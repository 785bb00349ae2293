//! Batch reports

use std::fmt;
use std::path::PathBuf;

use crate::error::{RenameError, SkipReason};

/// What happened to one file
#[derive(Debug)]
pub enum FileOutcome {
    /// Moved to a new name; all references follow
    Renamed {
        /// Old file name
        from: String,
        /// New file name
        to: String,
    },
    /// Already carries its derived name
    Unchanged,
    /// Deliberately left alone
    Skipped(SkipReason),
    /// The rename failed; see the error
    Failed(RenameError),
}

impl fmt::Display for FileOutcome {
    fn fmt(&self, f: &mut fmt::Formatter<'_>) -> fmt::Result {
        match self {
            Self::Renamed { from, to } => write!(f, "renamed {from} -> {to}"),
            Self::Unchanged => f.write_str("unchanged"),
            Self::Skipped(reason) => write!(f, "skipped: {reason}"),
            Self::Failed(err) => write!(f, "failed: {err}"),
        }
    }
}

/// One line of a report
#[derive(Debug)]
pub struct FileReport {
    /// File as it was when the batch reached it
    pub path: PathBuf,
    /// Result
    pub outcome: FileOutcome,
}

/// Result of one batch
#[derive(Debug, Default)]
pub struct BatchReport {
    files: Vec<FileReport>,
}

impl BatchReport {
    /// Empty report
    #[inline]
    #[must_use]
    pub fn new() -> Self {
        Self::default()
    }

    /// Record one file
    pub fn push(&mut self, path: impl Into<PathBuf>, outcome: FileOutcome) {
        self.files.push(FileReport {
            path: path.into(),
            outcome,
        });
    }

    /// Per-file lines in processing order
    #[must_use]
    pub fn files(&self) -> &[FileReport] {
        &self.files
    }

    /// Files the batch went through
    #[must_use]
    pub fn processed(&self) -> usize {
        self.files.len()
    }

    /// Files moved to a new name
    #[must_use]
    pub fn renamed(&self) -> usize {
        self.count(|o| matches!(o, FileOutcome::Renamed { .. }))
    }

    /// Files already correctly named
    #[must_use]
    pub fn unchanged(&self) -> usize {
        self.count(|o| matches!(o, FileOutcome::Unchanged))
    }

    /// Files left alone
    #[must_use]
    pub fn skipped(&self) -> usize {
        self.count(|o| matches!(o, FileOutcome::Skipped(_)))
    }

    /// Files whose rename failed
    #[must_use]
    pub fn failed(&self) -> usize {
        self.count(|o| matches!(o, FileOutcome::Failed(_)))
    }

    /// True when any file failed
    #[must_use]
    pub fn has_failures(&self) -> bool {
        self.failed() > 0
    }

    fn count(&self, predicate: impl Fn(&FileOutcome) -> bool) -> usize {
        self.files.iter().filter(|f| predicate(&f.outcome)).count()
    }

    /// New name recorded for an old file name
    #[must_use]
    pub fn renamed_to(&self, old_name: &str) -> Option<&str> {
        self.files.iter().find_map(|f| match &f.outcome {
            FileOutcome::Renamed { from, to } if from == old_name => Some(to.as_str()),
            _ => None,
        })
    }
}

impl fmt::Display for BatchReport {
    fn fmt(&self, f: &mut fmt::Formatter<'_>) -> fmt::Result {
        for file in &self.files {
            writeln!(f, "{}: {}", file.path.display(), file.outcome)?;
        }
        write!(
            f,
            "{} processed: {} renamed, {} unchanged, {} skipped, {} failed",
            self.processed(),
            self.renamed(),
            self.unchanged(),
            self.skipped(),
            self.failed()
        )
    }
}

┄┄┄┄┄┄

Every line in the data above that includes the word "predicate" should be copied.

    fn count(&self, predicate: impl Fn(&FileOutcome) -> bool) -> usize {
        self.files.iter().filter(|f| predicate(&f.outcome)).count()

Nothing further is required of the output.